== DATA EXTRACTS ==

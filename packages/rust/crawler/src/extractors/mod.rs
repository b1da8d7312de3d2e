//! Detail page extractors.
//!
//! Two interchangeable strategies read the same fields from a detail page:
//! [`StructuralExtractor`] walks a fixed element path, [`PatternExtractor`]
//! matches textual patterns against the raw markup.

mod pattern;
mod structural;

use scraper::ElementRef;
use scraper::node::Node;

use svedb_shared::ExtractionStrategy;

pub use pattern::PatternExtractor;
pub use structural::StructuralExtractor;

// ---------------------------------------------------------------------------
// Trait
// ---------------------------------------------------------------------------

/// Which face of a card a value belongs to.
#[derive(Debug, Clone, Copy, PartialEq, Eq)]
pub enum Face {
    Primary,
    Secondary,
}

impl Face {
    /// Position of the face among the page's face blocks.
    pub fn index(self) -> usize {
        match self {
            Face::Primary => 0,
            Face::Secondary => 1,
        }
    }
}

/// Unparsed values for one face, as found on the page.
#[derive(Debug, Clone, Default, PartialEq, Eq)]
pub struct RawFace {
    pub attack: String,
    pub defense: String,
    pub trait_text: String,
    /// Inner markup of the description, icons included.
    pub description_html: String,
}

/// Everything an extractor reads from one detail page.
#[derive(Debug, Clone, Default, PartialEq, Eq)]
pub struct ExtractedDetail {
    pub primary: RawFace,
    /// Present only when the record was marked double-sided.
    pub secondary: Option<RawFace>,
    /// Class shown on the primary face, when non-blank.
    pub affiliation: Option<String>,
}

/// Reads face values out of a detail page body.
///
/// Missing elements yield empty strings rather than errors.
pub trait DetailExtractor: Send + Sync {
    fn extract(&self, body: &str, double_sided: bool) -> ExtractedDetail;

    /// Human-readable extractor name for tracing.
    fn name(&self) -> &str;
}

/// Build the extractor for a configured strategy.
pub fn extractor_for(strategy: ExtractionStrategy) -> Box<dyn DetailExtractor> {
    match strategy {
        ExtractionStrategy::Structural => Box::new(StructuralExtractor),
        ExtractionStrategy::Pattern => Box::new(PatternExtractor),
    }
}

// ---------------------------------------------------------------------------
// Text helpers
// ---------------------------------------------------------------------------

/// First non-blank text node directly under `el`, trimmed.
///
/// Skips text inside child elements, so a labelled value such as
/// `<span><span>Attack</span>3</span>` yields `3`.
pub(crate) fn own_text(el: ElementRef<'_>) -> String {
    el.children()
        .filter_map(|child| match child.value() {
            Node::Text(text) => Some(text.trim()),
            _ => None,
        })
        .find(|text| !text.is_empty())
        .unwrap_or_default()
        .to_string()
}

/// All descendant text of `el`, trimmed.
pub(crate) fn inner_text(el: ElementRef<'_>) -> String {
    el.text().collect::<String>().trim().to_string()
}

#[cfg(test)]
mod tests {
    use super::*;
    use scraper::{Html, Selector};

    #[test]
    fn own_text_skips_labels() {
        let doc = Html::parse_fragment(
            r#"<span id="v"> <span class="heading">Attack</span> 3 </span>"#,
        );
        let sel = Selector::parse("#v").unwrap();
        assert_eq!(own_text(doc.select(&sel).next().unwrap()), "3");
    }

    #[test]
    fn inner_text_flattens() {
        let doc = Html::parse_fragment(r#"<dd id="v"> Elf / <b>Warrior</b> </dd>"#);
        let sel = Selector::parse("#v").unwrap();
        assert_eq!(inner_text(doc.select(&sel).next().unwrap()), "Elf / Warrior");
    }

    #[test]
    fn strategy_selects_extractor() {
        assert_eq!(extractor_for(ExtractionStrategy::Structural).name(), "structural");
        assert_eq!(extractor_for(ExtractionStrategy::Pattern).name(), "pattern");
    }
}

===

WORK TO COMPLETE:
Wherever the string "span" appears in the entries above, list that line.

THE COMPLETED TASK:
/// `<span><span>Attack</span>3</span>` yields `3`.
            r#"<span id="v"> <span class="heading">Attack</span> 3 </span>"#,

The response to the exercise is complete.